The relation between merit and reward furnishes the intrinsic reason why in the matter of service and its remuneration, the guiding norm can be only the virtue of justice, and not disinterested kindness or pure mercy; for it would destroy the very notion of reward to conceive of it as a free gift of bounty (cf. Rom., xi, 6).
If, however, salutary acts can in virtue of divine justice give the right to an eternal reward, this is possible only because they themselves have their root in gratuitous grace, and consequently are of their very nature dependent ultimately on grace, as the Council of Trent emphatically declares (Sess. VI, cap. xvi, in Denzinger, 10th ed., Freiburg, 1908, n. 810): "the Lord ... whose bounty towards all men is so great, that He will have the things, which are His own gifts, be their merits."
Another term used is supererogatory merit, which is merit given for doing above what a Christian is required.[8]
In Catholic teaching, for all true merit, there are seven conditions, of which four regard the meritorious work (viz. a work must be morally good, morally free, done with the assistance of actual grace, and inspired by a supernatural motive), two regard the agent who merits (viz. they must be in the state of pilgrimage and in the state of grace), and one regards God who rewards.
Apart from earlier dogmatic declarations given in the Second Synod of Orange of 529 and in the Fourth Lateran Council of 1215 (see Denzinger, 191, 430), the Council of Trent upheld the traditional doctrine of merit by insisting that life everlasting is both a grace and a reward (Sess.

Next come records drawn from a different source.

//! Deferred actions
//!
//! An [`Action`] describes one request and how to decode its response. Nothing
//! is sent until it is queued or completed, and every execution sends a
//! fresh request. [`Action::Completed`] wraps a value that is already known,
//! such as a cache hit, behind the same interface.

use std::fmt;
use std::sync::Arc;

use rednit_domain::{CompiledRoute, RawResponse, RednitError, Result};
use tokio::sync::oneshot;
use tracing::{debug, warn};

use crate::callback::continuation::{self, default_failure, default_success};
use crate::callback::{CallbackContext, CallbackOrigin, FailureCallback, SuccessCallback};
use crate::dispatch::{Completion, Decoder, Request, RequestDescriptor};
use crate::requester::Requester;

/// A request that has not been executed yet, or a value that needs no request
pub enum Action<T> {
    Live(LiveAction<T>),
    Completed(T),
}

/// An action backed by a network request
pub struct LiveAction<T> {
    requester: Requester,
    request: Request,
    decoder: Decoder<T>,
}

impl<T> Clone for LiveAction<T> {
    fn clone(&self) -> Self {
        Self {
            requester: self.requester.clone(),
            request: self.request.clone(),
            decoder: Arc::clone(&self.decoder),
        }
    }
}

impl<T: Clone> Clone for Action<T> {
    fn clone(&self) -> Self {
        match self {
            Self::Live(action) => Self::Live(action.clone()),
            Self::Completed(value) => Self::Completed(value.clone()),
        }
    }
}

impl<T> fmt::Debug for Action<T> {
    fn fmt(&self, f: &mut fmt::Formatter<'_>) -> fmt::Result {
        match self {
            Self::Live(action) => f.debug_tuple("Live").field(action.request.route()).finish(),
            Self::Completed(_) => f.write_str("Completed"),
        }
    }
}

impl Action<()> {
    /// Action that discards the response body.
    pub fn empty(requester: &Requester, request: Request) -> Self {
        Self::decoded(requester, request, |_| Ok(()))
    }
}

impl Action<RawResponse> {
    pub fn raw(requester: &Requester, route: CompiledRoute) -> Self {
        Self::decoded(requester, Request::new(route), Ok)
    }
}

impl<T: Send + 'static> Action<T> {
    /// Action whose successful response is turned into `T` by `decoder`.
    pub fn decoded<F>(requester: &Requester, request: Request, decoder: F) -> Self
    where
        F: Fn(RawResponse) -> Result<T> + Send + Sync + 'static,
    {
        Self::Live(LiveAction { requester: requester.clone(), request, decoder: Arc::new(decoder) })
    }

    pub fn completed(value: T) -> Self {
        Self::Completed(value)
    }

    pub fn is_completed(&self) -> bool {
        matches!(self, Self::Completed(_))
    }

    /// The request this action sends, if it is live.
    pub fn request(&self) -> Option<&Request> {
        match self {
            Self::Live(action) => Some(&action.request),
            Self::Completed(_) => None,
        }
    }
}

impl<T: Clone + Send + 'static> Action<T> {
    /// Execute in the background, logging failures and discarding the value.
    pub fn queue(&self) {
        self.queue_callbacks(default_success(), default_failure());
    }

    /// Execute in the background, handing the value to `on_success`.
    pub fn queue_then<S>(&self, on_success: S)
    where
        S: FnOnce(T) + Send + 'static,
    {
        self.queue_callbacks(Box::new(on_success), default_failure());
    }

    /// Execute in the background. Exactly one of the callbacks is invoked, on
    /// the callback pool.
    pub fn queue_with<S, F>(&self, on_success: S, on_failure: F)
    where
        S: FnOnce(T) + Send + 'static,
        F: FnOnce(RednitError) + Send + 'static,
    {
        self.queue_callbacks(Box::new(on_success), Box::new(on_failure));
    }

    pub fn queue_callbacks(&self, on_success: SuccessCallback<T>, on_failure: FailureCallback) {
        match self {
            Self::Live(action) => action.queue(on_success, on_failure),
            Self::Completed(value) => {
                let value = value.clone();
                CallbackContext::new(CallbackOrigin::Inline)
                    .scope(move || continuation::deliver(Ok(value), on_success, on_failure));
            }
        }
    }

    /// Execute and block the calling thread until the outcome is known.
    ///
    /// # Errors
    /// - `RednitError::Reentrancy` when called from a continuation, before any
    ///   request is sent
    /// - `RednitError::BlockingInAsyncContext` when called on an async runtime
    /// - `RednitError::Shutdown` once the requester has shut down
    /// - any dispatch or decoding error of the request
    pub fn complete(&self) -> Result<T> {
        match self {
            Self::Live(action) => action.complete(),
            Self::Completed(value) => Ok(value.clone()),
        }
    }

    /// Execute and await the outcome.
    ///
    /// # Errors
    /// `RednitError::Shutdown` once the requester has shut down, otherwise any
    /// dispatch or decoding error of the request.
    pub async fn execute(&self) -> Result<T> {
        match self {
            Self::Live(action) => {
                action.ensure_running()?;
                action.submit_blocking().await.map_err(|_| RednitError::Shutdown)?
            }
            Self::Completed(value) => Ok(value.clone()),
        }
    }
}

impl<T: Send + 'static> LiveAction<T> {
    fn descriptor(&self, completion: Completion<T>) -> RequestDescriptor<T> {
        RequestDescriptor {
            request: self.request.clone(),
            decoder: Arc::clone(&self.decoder),
            completion,
        }
    }

    fn queue(&self, on_success: SuccessCallback<T>, on_failure: FailureCallback) {
        let ticket = match self.requester.scheduler().reserve() {
            Ok(ticket) => ticket,
            Err(error) => {
                warn!(route = %self.request.route(), "Client is shut down, rejecting queued request");
                CallbackContext::new(CallbackOrigin::Inline)
                    .scope(move || continuation::deliver(Err(error), on_success, on_failure));
                return;
            }
        };

        debug!(route = %self.request.route(), "Queueing request");
        self.requester.submit(self.descriptor(Completion::Callbacks { ticket, on_success, on_failure }));
    }

    fn complete(&self) -> Result<T> {
        if CallbackContext::is_active() {
            return Err(RednitError::Reentrancy);
        }
        if tokio::runtime::Handle::try_current().is_ok() {
            return Err(RednitError::BlockingInAsyncContext);
        }
        self.ensure_running()?;

        debug!(route = %self.request.route(), "Completing request");
        self.submit_blocking().blocking_recv().map_err(|_| RednitError::Shutdown)?
    }

    fn ensure_running(&self) -> Result<()> {
        if self.requester.scheduler().is_shut_down() {
            warn!(route = %self.request.route(), "Client is shut down, rejecting request");
            return Err(RednitError::Shutdown);
        }
        Ok(())
    }

    fn submit_blocking(&self) -> oneshot::Receiver<Result<T>> {
        let (sender, receiver) = oneshot::channel();
        self.requester.submit(self.descriptor(Completion::Blocking(sender)));
        receiver
    }
}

VI, cap. xvi, in Denzinger, n. 809). It condemned as heretical Luther's doctrine of the sinfulness of good works (Sess. VI, can. xxv), and declared as a dogma that the just, in return for their good works done in God through the merits of Jesus, should expect an eternal reward (loc. cit., can. xxvi).
In the Latin version of his Assertion of Article Thirty Six (1521) Martin Luther denied the category of congruous merit, writing that Paul "wanted it to be understood that everything we are and do by our nature merits wrath and not at all grace."[4]
In his 1532 Commentary on the Sermon of the Mount, he noted that while the reward one gains from condign merit is much greater than that of congruent merit, the sort of good works said to attain each type of merit is similar. Luther thought it did not make sense that the two types of merit could be gained by similar actions when the benefit of condign merit is so much greater than the benefit of congruent merit.[9]
According to the doctrine of Calvin (Instit., III, ii, 4) good works are "impurities and defilement" (inquinamenta et sordes), but God covers their innate hideousness with the cloak of the merits of Christ, and imputes them to the predestined as good works in order that he may requite them not with life eternal, but at most with a temporal reward.